Ok, I think I need to provide a detailed explanation of my previous post.
His diamonds are his outs since they allow him to pick up a huge piece of
equity on the turn.
Of course, they are not his direct outs for defining his final hand strength on the turn, but backdraw outs and that's obvious if we look at it from the all in equity perspective. Our overall (turn & river) all in equity on the flop would be something like 8 straight outs and 1 flush out (counted as a backdraw out).
So, it's roughly 9 outs by the river, but that's not what we should be discussing here.
But, if we look at it street by street (which is what we are discussing here in the first place), it becomes a completely different question, and since the OP asked whether he should call the flop to see only the turn card, that's is the only relevant question in this case.
So, when considering only our turn equity, we want to make sure to count all of our possible turn outs (in this case 16), which would give us more equity on the turn (flushdraw) or improve our hand to the best hand (made straight), and they are far more relevant FOR OUR TURN equity, and less relevant for our overall all in equity (Turn & River combined).
And since we only need about 19% equity (4.26 : 1) for the turn call to be profitable i think we have an easy decision with our 16 combined turn outs for one street. Of course, to accuratelly calculate all of this we have to take into account the % of the time when we improve to the best hand
on the turn and compare and add it to the % of the time when we just pick up an additional equity, i.e. flushdraw, while taking some additional factors into account as well, and draw our final conclusions and do the math from there. I can't be bothered to do the math right now, but you get the picture (I hope so).
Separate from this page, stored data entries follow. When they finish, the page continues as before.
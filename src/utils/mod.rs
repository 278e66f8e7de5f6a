pub mod environment;
pub mod paths;
pub mod terminal;
pub mod text;
pub mod timestamps;

pub use environment::get_archive_dir;
pub use paths::{format_path_with_tilde, validate_file_size, validate_relative_path};
pub use terminal::sanitize_for_terminal;
pub use text::{escape_html, get_initials, message_preview};
pub use timestamps::format_date;
use crate::config::RenderOptions;
use crate::models::{ArchiveIndex, Conversation, Message};
use crate::render::rewriter::ContentRewriter;
use crate::utils::text::{conversation_preview, get_initials};
use crate::utils::timestamps::format_date;

/// One entry of the conversation list
#[derive(Debug, Clone, PartialEq, Eq)]
pub struct ChatListItem {
    pub conversation_id: String,
    pub avatar: String,
    pub title: String,
    pub preview: String,
    pub active: bool,
}

impl ChatListItem {
    fn from_conversation(conversation: &Conversation) -> Self {
        let title = conversation.label().to_string();
        Self {
            conversation_id: conversation.id.clone(),
            avatar: get_initials(&title),
            preview: conversation_preview(conversation),
            title,
            active: false,
        }
    }
}

/// Whether a thread row was sent by the archive owner
#[derive(Debug, Clone, Copy, PartialEq, Eq)]
pub enum RowKind {
    Own,
    Other,
}

impl RowKind {
    pub fn class_name(self) -> &'static str {
        match self {
            RowKind::Own => "own",
            RowKind::Other => "other",
        }
    }
}

/// One rendered message of the active thread
#[derive(Debug, Clone, PartialEq, Eq)]
pub struct MessageRow {
    pub kind: RowKind,
    /// Sender label, only on rows from other people
    pub author: Option<String>,
    /// Rewritten markup
    pub content: String,
    pub time: String,
}

/// Build the thread rows for a conversation. Unknown ids give an empty thread.
pub fn message_rows(index: &ArchiveIndex, conversation_id: &str, options: RenderOptions) -> Vec<MessageRow> {
    let rewriter = ContentRewriter::new(index.media(), options.markup);
    index
        .messages(conversation_id)
        .iter()
        .map(|message| message_row(message, index.user_id(), &rewriter, options))
        .collect()
}

fn message_row(
    message: &Message,
    user_id: Option<&str>,
    rewriter: &ContentRewriter<'_>,
    options: RenderOptions,
) -> MessageRow {
    let kind = if message.is_own(user_id) { RowKind::Own } else { RowKind::Other };
    MessageRow {
        kind,
        author: match kind {
            RowKind::Own => None,
            RowKind::Other => Some(message.author_label().to_string()),
        },
        content: rewriter.rewrite(message.content()),
        time: format_date(message.timestamp(), options.time_zone),
    }
}

/// The two render targets, the conversation list and the active thread, over a loaded index
///
/// Both targets are rebuilt from scratch on every render. Selecting a conversation only
/// reads the already-loaded index.
#[derive(Debug, Clone)]
pub struct ChatView<'a> {
    index: &'a ArchiveIndex,
    options: RenderOptions,
    chat_list: Vec<ChatListItem>,
    messages: Vec<MessageRow>,
    active: Option<usize>,
}

impl<'a> ChatView<'a> {
    /// Create a view with the conversation list rendered and the first conversation open
    pub fn new(index: &'a ArchiveIndex, options: RenderOptions) -> Self {
        let mut view =
            Self { index, options, chat_list: Vec::new(), messages: Vec::new(), active: None };
        view.render_conversation_list();
        view
    }

    /// Rebuild the conversation list, select the first entry and render its thread
    pub fn render_conversation_list(&mut self) {
        self.chat_list =
            self.index.conversations().iter().map(ChatListItem::from_conversation).collect();
        self.active = None;
        self.messages.clear();
        self.select(0);
    }

    /// Rebuild the thread pane from a conversation's messages
    pub fn render_messages(&mut self, conversation_id: &str) {
        self.messages = message_rows(self.index, conversation_id, self.options);
    }

    /// Select the list entry at `position` and render its thread
    ///
    /// Returns false, leaving the view unchanged, when there is no such entry.
    pub fn select(&mut self, position: usize) -> bool {
        let Some(conversation_id) =
            self.chat_list.get(position).map(|item| item.conversation_id.clone())
        else {
            return false;
        };

        for (i, item) in self.chat_list.iter_mut().enumerate() {
            item.active = i == position;
        }
        self.active = Some(position);
        self.render_messages(&conversation_id);
        true
    }

    pub fn select_id(&mut self, conversation_id: &str) -> bool {
        match self.index.position(conversation_id) {
            Some(position) => self.select(position),
            None => false,
        }
    }

    pub fn chat_list(&self) -> &[ChatListItem] {
        &self.chat_list
    }

    pub fn messages(&self) -> &[MessageRow] {
        &self.messages
    }

    pub fn active(&self) -> Option<usize> {
        self.active
    }

    pub fn active_conversation(&self) -> Option<&'a Conversation> {
        let index = self.index;
        self.active.and_then(|position| index.conversations().get(position))
    }

    pub fn index(&self) -> &'a ArchiveIndex {
        self.index
    }
}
But then again, even if we disregard all of this (which we shouldn't BTW), and rely on your judgment/estimation and only take into account 8 turn outs (straight outs), we still have the odds to call and you're wrong again. Odds/probability of making a straight from an open-ended straight draw on the turn card is 4.9 to 1 or 16.9% chance, not 6:1, and we are getting 4.26 to 1 direct odds on our money + even a minimal implied odds make this a super easy call and since our hand will be well disguised when we hit, our real implied odds are much much greater than minimum.
Also, I don't think we should worry too much about reverse implied odds in this particular case.
So, The flop decision is definitely an easy one imo, the real decision is on the turn when we often pick up our flush draw and will often be faced with almost a pot sized all in bet while holding a combo draw in our hands, which is a tricky spot. This is why we need reads and villain's tendencies to make a solid decision on the turn.